====== Records supplied

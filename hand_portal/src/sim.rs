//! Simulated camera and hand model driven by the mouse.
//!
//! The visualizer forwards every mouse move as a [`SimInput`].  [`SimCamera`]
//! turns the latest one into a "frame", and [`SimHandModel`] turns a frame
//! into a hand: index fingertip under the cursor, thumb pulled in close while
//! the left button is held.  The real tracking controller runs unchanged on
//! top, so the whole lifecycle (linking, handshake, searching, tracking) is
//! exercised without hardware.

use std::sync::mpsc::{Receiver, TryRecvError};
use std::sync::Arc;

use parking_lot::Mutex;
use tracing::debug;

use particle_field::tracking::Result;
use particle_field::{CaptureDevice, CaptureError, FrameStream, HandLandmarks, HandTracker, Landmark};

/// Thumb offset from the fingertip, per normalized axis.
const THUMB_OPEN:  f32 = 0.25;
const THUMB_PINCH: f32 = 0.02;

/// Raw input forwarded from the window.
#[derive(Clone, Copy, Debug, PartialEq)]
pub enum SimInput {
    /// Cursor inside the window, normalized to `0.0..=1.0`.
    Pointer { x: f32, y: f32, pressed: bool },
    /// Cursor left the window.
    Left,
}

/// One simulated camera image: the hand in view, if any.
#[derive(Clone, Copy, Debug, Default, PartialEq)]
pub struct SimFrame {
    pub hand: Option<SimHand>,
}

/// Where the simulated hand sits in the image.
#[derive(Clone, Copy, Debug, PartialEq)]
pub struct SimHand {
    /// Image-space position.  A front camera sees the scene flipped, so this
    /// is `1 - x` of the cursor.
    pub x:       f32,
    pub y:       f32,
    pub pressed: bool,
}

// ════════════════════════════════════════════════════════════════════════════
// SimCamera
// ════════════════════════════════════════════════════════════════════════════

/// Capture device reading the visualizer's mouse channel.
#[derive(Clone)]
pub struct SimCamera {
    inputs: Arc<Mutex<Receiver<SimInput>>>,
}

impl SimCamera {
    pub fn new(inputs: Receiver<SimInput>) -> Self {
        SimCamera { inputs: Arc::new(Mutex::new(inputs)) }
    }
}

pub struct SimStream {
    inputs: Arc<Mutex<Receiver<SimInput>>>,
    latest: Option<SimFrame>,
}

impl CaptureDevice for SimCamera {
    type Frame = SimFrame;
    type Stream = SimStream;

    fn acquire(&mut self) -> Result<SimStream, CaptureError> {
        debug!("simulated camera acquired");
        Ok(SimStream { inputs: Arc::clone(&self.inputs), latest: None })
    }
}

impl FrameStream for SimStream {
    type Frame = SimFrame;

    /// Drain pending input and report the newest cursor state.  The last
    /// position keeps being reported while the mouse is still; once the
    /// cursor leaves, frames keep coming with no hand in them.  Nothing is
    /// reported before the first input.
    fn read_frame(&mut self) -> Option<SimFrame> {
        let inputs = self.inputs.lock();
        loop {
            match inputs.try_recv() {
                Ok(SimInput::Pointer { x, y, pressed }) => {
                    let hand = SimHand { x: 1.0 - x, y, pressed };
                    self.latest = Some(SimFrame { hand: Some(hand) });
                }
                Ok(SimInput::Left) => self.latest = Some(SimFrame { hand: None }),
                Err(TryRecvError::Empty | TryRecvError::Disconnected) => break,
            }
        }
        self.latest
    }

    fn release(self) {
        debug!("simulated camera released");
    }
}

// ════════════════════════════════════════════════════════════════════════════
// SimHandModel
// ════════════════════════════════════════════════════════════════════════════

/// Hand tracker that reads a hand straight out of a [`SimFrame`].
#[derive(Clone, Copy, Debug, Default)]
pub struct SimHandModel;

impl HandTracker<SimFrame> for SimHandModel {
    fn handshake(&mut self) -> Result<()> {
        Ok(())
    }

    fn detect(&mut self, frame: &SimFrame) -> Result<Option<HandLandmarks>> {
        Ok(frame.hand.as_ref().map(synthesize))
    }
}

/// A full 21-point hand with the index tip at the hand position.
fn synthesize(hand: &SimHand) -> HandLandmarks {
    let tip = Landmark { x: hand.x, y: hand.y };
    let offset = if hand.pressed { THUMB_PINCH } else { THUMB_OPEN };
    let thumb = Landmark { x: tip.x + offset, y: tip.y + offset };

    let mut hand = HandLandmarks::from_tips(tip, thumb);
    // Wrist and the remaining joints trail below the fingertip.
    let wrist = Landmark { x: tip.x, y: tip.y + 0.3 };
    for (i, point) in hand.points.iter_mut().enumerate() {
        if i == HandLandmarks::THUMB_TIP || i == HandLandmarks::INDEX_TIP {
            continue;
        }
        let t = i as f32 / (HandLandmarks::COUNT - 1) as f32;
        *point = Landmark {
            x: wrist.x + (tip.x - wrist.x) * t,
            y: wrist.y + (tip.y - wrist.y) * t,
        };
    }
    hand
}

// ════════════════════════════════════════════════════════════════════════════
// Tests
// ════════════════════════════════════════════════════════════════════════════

============
====== Records supplied

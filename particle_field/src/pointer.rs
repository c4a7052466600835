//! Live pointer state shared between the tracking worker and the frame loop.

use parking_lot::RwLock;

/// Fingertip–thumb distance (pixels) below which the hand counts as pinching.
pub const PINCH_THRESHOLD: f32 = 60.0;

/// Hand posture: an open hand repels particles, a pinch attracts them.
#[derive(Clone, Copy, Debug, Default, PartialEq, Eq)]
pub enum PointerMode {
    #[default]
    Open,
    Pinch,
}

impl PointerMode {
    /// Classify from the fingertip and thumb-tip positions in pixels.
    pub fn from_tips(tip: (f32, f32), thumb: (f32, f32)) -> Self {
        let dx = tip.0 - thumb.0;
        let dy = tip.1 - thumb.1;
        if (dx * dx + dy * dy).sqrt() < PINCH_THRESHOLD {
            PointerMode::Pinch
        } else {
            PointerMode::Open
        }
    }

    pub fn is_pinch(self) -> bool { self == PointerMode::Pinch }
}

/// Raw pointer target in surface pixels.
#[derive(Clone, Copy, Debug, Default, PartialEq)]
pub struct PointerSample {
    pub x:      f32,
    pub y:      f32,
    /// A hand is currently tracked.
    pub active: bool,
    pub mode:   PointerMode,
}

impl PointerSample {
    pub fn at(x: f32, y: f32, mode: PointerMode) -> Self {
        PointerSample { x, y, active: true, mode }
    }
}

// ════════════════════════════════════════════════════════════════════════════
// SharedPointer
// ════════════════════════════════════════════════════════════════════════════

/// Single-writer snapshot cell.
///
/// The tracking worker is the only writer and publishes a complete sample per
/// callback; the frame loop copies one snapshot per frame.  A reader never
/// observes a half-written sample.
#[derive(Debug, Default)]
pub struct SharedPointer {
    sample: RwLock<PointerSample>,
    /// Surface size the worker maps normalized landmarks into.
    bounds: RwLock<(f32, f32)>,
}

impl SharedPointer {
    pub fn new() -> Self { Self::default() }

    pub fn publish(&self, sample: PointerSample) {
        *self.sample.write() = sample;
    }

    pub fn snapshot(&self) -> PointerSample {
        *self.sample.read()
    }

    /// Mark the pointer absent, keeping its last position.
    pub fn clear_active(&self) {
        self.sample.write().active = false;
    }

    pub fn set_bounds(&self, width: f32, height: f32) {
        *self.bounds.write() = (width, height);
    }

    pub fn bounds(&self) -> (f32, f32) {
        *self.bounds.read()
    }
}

============
====== Records supplied

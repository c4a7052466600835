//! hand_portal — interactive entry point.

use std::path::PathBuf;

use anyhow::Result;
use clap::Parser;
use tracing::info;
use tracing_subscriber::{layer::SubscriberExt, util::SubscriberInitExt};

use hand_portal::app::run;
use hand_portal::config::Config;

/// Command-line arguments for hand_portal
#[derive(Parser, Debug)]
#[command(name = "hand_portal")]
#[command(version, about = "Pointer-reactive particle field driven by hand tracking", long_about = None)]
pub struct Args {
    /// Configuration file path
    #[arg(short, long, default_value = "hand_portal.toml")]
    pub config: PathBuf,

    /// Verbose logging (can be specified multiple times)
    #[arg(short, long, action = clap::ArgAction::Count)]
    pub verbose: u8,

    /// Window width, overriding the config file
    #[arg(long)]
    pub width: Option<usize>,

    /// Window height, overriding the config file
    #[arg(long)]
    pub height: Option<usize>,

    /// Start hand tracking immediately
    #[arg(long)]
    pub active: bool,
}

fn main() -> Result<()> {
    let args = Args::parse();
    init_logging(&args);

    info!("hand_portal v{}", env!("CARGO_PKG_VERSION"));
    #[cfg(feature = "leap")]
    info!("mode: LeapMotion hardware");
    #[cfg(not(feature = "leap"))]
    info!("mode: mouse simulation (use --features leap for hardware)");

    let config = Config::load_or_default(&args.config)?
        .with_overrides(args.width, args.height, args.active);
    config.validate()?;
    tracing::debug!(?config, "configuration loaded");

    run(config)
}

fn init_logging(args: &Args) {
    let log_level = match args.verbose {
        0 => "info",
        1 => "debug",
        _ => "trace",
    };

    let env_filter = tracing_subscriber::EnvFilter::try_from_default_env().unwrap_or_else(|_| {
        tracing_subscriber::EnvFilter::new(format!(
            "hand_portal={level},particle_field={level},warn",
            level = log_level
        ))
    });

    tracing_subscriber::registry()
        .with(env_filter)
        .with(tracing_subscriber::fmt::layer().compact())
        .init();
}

============

• **Exercise description**
What is needed is a verbatim copy of every line in the records above from the one containing "filename hand_portal/src/sim.rs" down to the one containing "use std::sync::Arc;", both included, and nothing more.

• **Response to this exercise**
filename hand_portal/src/sim.rs
//! Simulated camera and hand model driven by the mouse.
//!
//! The visualizer forwards every mouse move as a [`SimInput`].  [`SimCamera`]
//! turns the latest one into a "frame", and [`SimHandModel`] turns a frame
//! into a hand: index fingertip under the cursor, thumb pulled in close while
//! the left button is held.  The real tracking controller runs unchanged on
//! top, so the whole lifecycle (linking, handshake, searching, tracking) is
//! exercised without hardware.

use std::sync::mpsc::{Receiver, TryRecvError};
use std::sync::Arc;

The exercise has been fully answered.